De acordo com pt.wedoany.com-A GXO Logistics, fornecedora global de serviços de logística contratual com sede em Greenwich, Connecticut, EUA, divulgou seu relatório financeiro do primeiro trimestre. A receita aumentou 10,8% em relação ao ano anterior, atingindo US$ 3,3 bilhões, com crescimento orgânico de 4,1%. A receita de novos negócios foi de US$ 227 milhões e o pipeline de vendas atingiu US$ 2,7 bilhões, estabelecendo um novo recorde para a empresa. Em entrevista, o CEO Patrick Kelleher afirmou que esse crescimento veio parcialmente da aquisição da Wincanton e parcialmente do crescimento orgânico de novos negócios, sendo que 4,1% são provenientes de melhorias na precificação.
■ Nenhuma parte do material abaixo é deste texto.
//! Static resource manifest
//!
//! Declares every downloadable resource the tooling knows about, grouped by
//! resource type, together with the GitHub origin they are published under.
//! The manifest is fixed at build time and never mutated.

use thiserror::Error;

/// GitHub repository the resources are published in
pub const GITHUB_REPO: &str = "Kaademos/asvs-compliance-starter-kit";

/// Raw-content base URL resources are downloaded from
pub const GITHUB_RAW_BASE: &str =
    "https://raw.githubusercontent.com/Kaademos/asvs-compliance-starter-kit/main";

/// Repository home page, shown in prompts and manual-setup instructions
pub const GITHUB_REPO_URL: &str = "https://github.com/Kaademos/asvs-compliance-starter-kit";

/// Manifest key for decision templates
pub const TEMPLATES: &str = "templates";

/// Manifest key for the ASVS core reference files
pub const CORE_REFERENCE: &str = "core_reference";

/// Manifest key for the functional requirement exports
pub const FUNCTIONAL_REQUIREMENTS: &str = "functional_requirements";

/// Manifest key for implementation pattern documents
pub const PATTERNS: &str = "patterns";

/// A resource type key was not found in the manifest
#[derive(Debug, Error)]
#[error("unknown resource type: {0}")]
pub struct UnknownResourceType(pub String);

/// One resource type: its description, remote sub-path and file list
#[derive(Debug)]
pub struct ManifestEntry {
    /// Manifest key (e.g. `templates`)
    pub key: &'static str,
    /// Human-readable description shown in status output and prompts
    pub description: &'static str,
    /// Directory below both the repository root and the cache root
    pub base_path: &'static str,
    /// Files belonging to this type, in download and report order
    pub files: &'static [&'static str],
}

impl ManifestEntry {
    /// Raw-content URL for one file of this entry
    #[must_use]
    pub fn url_for(&self, filename: &str) -> String {
        format!("{GITHUB_RAW_BASE}/{}/{filename}", self.base_path)
    }
}

/// All downloadable resources, in declaration order
pub const RESOURCE_MANIFEST: &[ManifestEntry] = &[
    ManifestEntry {
        key: TEMPLATES,
        description: "Decision templates for security documentation",
        base_path: "00-Documentation-Standards/Decision-Templates",
        files: &[
            "V6-Authentication-Strategy.md",
            "V7-Session-Management.md",
            "V8-Authorization-Rules.md",
            "V11-Cryptography-Strategy.md",
            "V14-Data-Classification.md",
            "V16-Security-Logging-Strategy.md",
        ],
    },
    ManifestEntry {
        key: CORE_REFERENCE,
        description: "ASVS core reference files (JSON/CSV)",
        base_path: "01-ASVS-Core-Reference",
        files: &[
            "ASVS-5.0-en.json",
            "ASVS-L1-Baseline.json",
            "ASVS-L1-Baseline.csv",
            "ASVS-L2-Standard.json",
            "ASVS-L2-Standard.csv",
        ],
    },
    ManifestEntry {
        key: FUNCTIONAL_REQUIREMENTS,
        description: "Functional requirements by level",
        base_path: "01-ASVS-Core-Reference/Functional-Requirements",
        files: &[
            "ASVS-Functional-Requirements-L1.json",
            "ASVS-Functional-Requirements-L2.json",
            "ASVS-Functional-Requirements-L3.json",
        ],
    },
    ManifestEntry {
        key: PATTERNS,
        description: "Implementation patterns",
        base_path: "02-Implementation-Guidance/Patterns",
        files: &[
            "Anti-CSRF-Implementation.md",
            "Input-Validation.md",
            "Secure-Access-Control-IDOR.md",
            "Secure-File-Uploads.md",
            "Security-Logging-and-Monitoring.md",
        ],
    },
];

/// Look up a manifest entry by resource type key
///
/// # Errors
///
/// Returns [`UnknownResourceType`] if the key is not in the manifest.
pub fn lookup(resource_type: &str) -> Result<&'static ManifestEntry, UnknownResourceType> {
    RESOURCE_MANIFEST
        .iter()
        .find(|entry| entry.key == resource_type)
        .ok_or_else(|| UnknownResourceType(resource_type.to_string()))
}

/// Raw-content URL for one file of a resource type
///
/// # Errors
///
/// Returns [`UnknownResourceType`] if the key is not in the manifest.
pub fn resource_url(resource_type: &str, filename: &str) -> Result<String, UnknownResourceType> {
    Ok(lookup(resource_type)?.url_for(filename))
}
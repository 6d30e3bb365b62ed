//! Single-file download support
//!
//! One blocking HTTP GET per file, written to disk through a temporary file
//! so a failed or interrupted transfer never leaves a partial file at the
//! destination path. Every failure mode collapses to `false` at this
//! boundary; callers see a boolean, never an error.

use std::fs;
use std::io::Write;
use std::path::Path;
use std::time::Duration;

use anyhow::{Context, Result};
use tempfile::NamedTempFile;
use ureq::Agent;

/// Request timeout applied to every fetch, in seconds
pub const DEFAULT_TIMEOUT_SECS: u64 = 30;

/// Identifying User-Agent header sent with every request
pub const USER_AGENT: &str = "ASVS-Compliance-CLI";

/// Transfers a single remote file to a destination path.
///
/// The resource manager is generic over this trait so tests can substitute
/// stub fetchers for the real HTTP client.
pub trait FileFetcher {
    /// Fetch `url` into `dest`, returning whether the transfer fully
    /// succeeded. Implementations must not leave a partial file at `dest`.
    fn fetch(&self, url: &str, dest: &Path) -> bool;
}

/// Blocking HTTP fetcher backed by a preconfigured [`ureq::Agent`]
pub struct HttpFetcher {
    agent: Agent,
}

impl HttpFetcher {
    /// Create a fetcher with the given request timeout
    #[must_use]
    pub fn new(timeout: Duration) -> Self {
        let config = Agent::config_builder()
            .timeout_global(Some(timeout))
            .user_agent(USER_AGENT)
            .build();
        Self {
            agent: config.into(),
        }
    }
}

impl Default for HttpFetcher {
    fn default() -> Self {
        Self::new(Duration::from_secs(DEFAULT_TIMEOUT_SECS))
    }
}

impl FileFetcher for HttpFetcher {
    fn fetch(&self, url: &str, dest: &Path) -> bool {
        transfer(&self.agent, url, dest).is_ok()
    }
}

/// Download `url` and move the body into place at `dest`.
///
/// Network failures, HTTP error statuses and filesystem errors all surface
/// as `Err` here and collapse to `false` in [`FileFetcher::fetch`]. The body
/// is staged next to the destination so the final rename stays on one
/// filesystem.
fn transfer(agent: &Agent, url: &str, dest: &Path) -> Result<()> {
    let parent = dest
        .parent()
        .context("destination path has no parent directory")?;
    fs::create_dir_all(parent)
        .with_context(|| format!("failed to create directory: {}", parent.display()))?;

    let response = agent
        .get(url)
        .call()
        .with_context(|| format!("failed to fetch {url}"))?;

    let mut body = response.into_body();
    let content = body.read_to_vec().context("failed to read response body")?;

    let mut staged = NamedTempFile::new_in(parent)
        .with_context(|| format!("failed to stage download in {}", parent.display()))?;
    staged
        .write_all(&content)
        .context("failed to write staged download")?;
    staged
        .persist(dest)
        .map_err(|err| err.error)
        .with_context(|| format!("failed to move download into place: {}", dest.display()))?;

    Ok(())
}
Kelleher afirmou que o crescimento orgânico é a principal prioridade da GXO no futuro, ajudando a criar oportunidades de emprego e espaço para desenvolvimento de carreira para os funcionários. A lucratividade deste trimestre veio dos ganhos de produtividade em robótica, inteligência artificial e automação, com parte dos benefícios repassados aos clientes e parte retida pela empresa. Apesar dos ventos contrários geopolíticos, a atividade dos clientes não desacelerou. Fatores econômicos como tarifas podem, na verdade, atuar como catalisadores para a transformação da cadeia de suprimentos, beneficiando os negócios da empresa.
Em relação ao lançamento oficial do serviço Amazon Supply Chain pela Amazon esta semana, Kelleher acredita que a Amazon utiliza sua escala para vender capacidade ociosa nos segmentos de frete aéreo e encomendas, o que impacta os preços de mercado. No entanto, a logística contratual não é um negócio de capacidade, mas sim de soluções personalizadas para a cadeia de suprimentos. O mercado global de gastos com cadeia de suprimentos é de cerca de US$ 500 bilhões, dos quais aproximadamente 30% são terceirizados. Os novos negócios conquistados pela GXO e seus pares vêm da decisão das empresas de terceirizar em vez de internalizar, não envolvendo choques de precificação ou questões de capacidade. A entrada da Amazon no setor de logística contratual apenas adiciona um concorrente, sem trazer vantagens estruturais.
No campo da IA e automação, Kelleher disse que a GXO já implantou 45 projetos-piloto de robôs humanoides, planeja iniciar mais pilotos até o final do ano e está colaborando com três fornecedores. Ele prevê que os robôs humanoides desempenharão um papel importante no ambiente de armazém do futuro, com potencial para assumir funções de produção e gerar retorno sobre o investimento até 2028. O GXO IQ, atuando como uma camada de middleware que conecta sistemas operacionais e operações, permite que múltiplos agentes de IA trabalhem de forma colaborativa e está atualmente no início da curva de maturidade.
Sobre a transação da Wincanton, Kelleher afirmou que o negócio foi obstruído por um ano pelos reguladores de concorrência no Reino Unido. A integração acelerou a partir do segundo trimestre do ano passado e, atualmente, as equipes estão totalmente integradas, com a meta de integração para 2026 no caminho certo. Futuras fusões e aquisições se concentrarão na América do Norte e em verticais estratégicas como aeroespacial, defesa, tecnologia industrial e ciências da vida, com abertura para aquisições na Ásia em 2027. A alavancagem atual é de 2,5 vezes, com meta de reduzi-la para abaixo de 2 vezes até o final do ano.
Em perspectiva para o restante de 2026, Kelleher disse que a nova equipe de liderança está focada no crescimento orgânico. O pipeline de novos negócios cresceu para US$ 2,7 bilhões no primeiro trimestre, com 40% da receita de novos negócios vindo de verticais B2B como aeroespacial, defesa, ciências da vida, tecnologia e industrial.